Does the description disclose side effects, auth requirements, rate limits, or destructive behavior?

With no annotations provided, the description carries full burden for behavioral disclosure. It states the action but doesn't cover critical aspects: whether this requires specific permissions, if it's idempotent, what happens on failure, rate limits, or the expected return format. The description is minimal and lacks necessary operational context.

Agents need to know what a tool does to the world before calling it. Descriptions should go beyond structured annotations to explain consequences.

Conciseness4/5

Is the description appropriately sized, front-loaded, and free of redundancy?
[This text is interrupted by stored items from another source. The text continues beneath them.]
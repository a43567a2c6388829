//! Album catalog entries from `albums.json`

use crate::dates::Dated;
use serde::{Deserialize, Serialize};

/// A released album
///
/// Missing fields read as empty strings, so one sparse entry does not fail
/// the whole catalog. An empty date sorts last.
#[derive(Debug, Clone, Default, PartialEq, Eq, Serialize, Deserialize)]
#[serde(default, rename_all = "camelCase")]
pub struct Album {
    /// Title
    pub title: String,
    /// Release date as written in the data file
    pub date: String,
    /// Where the album card links to
    pub url: String,
    /// Cover art URL
    pub image: String,
}

impl Album {
    /// Create a new album entry
    pub fn new(
        title: impl Into<String>,
        date: impl Into<String>,
        url: impl Into<String>,
        image: impl Into<String>,
    ) -> Self {
        Self {
            title: title.into(),
            date: date.into(),
            url: url.into(),
            image: image.into(),
        }
    }
}

impl Dated for Album {
    fn date_str(&self) -> &str {
        &self.date
    }
}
The description is appropriately concise with a clear heading and bullet points for parameters. Every sentence adds value, and it's front-loaded with the core purpose. No redundant information is present, though it could benefit from more structured behavioral details.

Shorter descriptions cost fewer tokens and are easier for agents to parse. Every sentence should earn its place.

Completeness2/5

Given the tool's complexity, does the description cover enough for an agent to succeed on first attempt?

Given the complexity of a creation tool with no annotations and no output schema, the description is incomplete. It lacks information on success/failure responses, error handling, dependencies (e.g., session requirements), and behavioral traits. For a mutation tool, this leaves significant gaps for an AI agent to operate effectively.

Complex tools with many parameters or behaviors need more documentation. Simple tools need less. This dimension scales expectations accordingly.

Parameters3/5

Does the description clarify parameter syntax, constraints, interactions, or defaults beyond what the schema provides?

Schema description coverage is 0%, so the description must compensate. It lists both parameters with brief explanations ('Name of the group to create', 'List of participant phone numbers'), adding basic meaning beyond the schema's titles. However, it doesn't specify format constraints (e.g., phone number format, group name length limits), leaving gaps in parameter understanding.

Input schemas describe structure but not intent. Descriptions should explain non-obvious parameter relationships and valid value ranges.

Purpose4/5

Does the description clearly state what the tool does and how it differs from similar tools?

The description clearly states the verb 'Create' and resource 'new WhatsApp group', making the purpose unambiguous. However, it doesn't explicitly distinguish this from sibling tools like 'get_chats' or 'send_message', though the creation action is inherently different from retrieval/messaging operations.

Agents choose between tools based on descriptions. A clear purpose with a specific verb and resource helps agents select the right tool.

Usage Guidelines2/5

Does the description explain when to use this tool, when not to, or what alternatives exist?

The description provides no guidance on when to use this tool versus alternatives. It doesn't mention prerequisites (e.g., needing an active session via 'open_session'), exclusions, or comparative context with sibling tools like managing existing groups versus creating new ones.

Agents often have multiple tools that could apply. Explicit usage guidance like "use X instead of Y when Z" prevents misuse.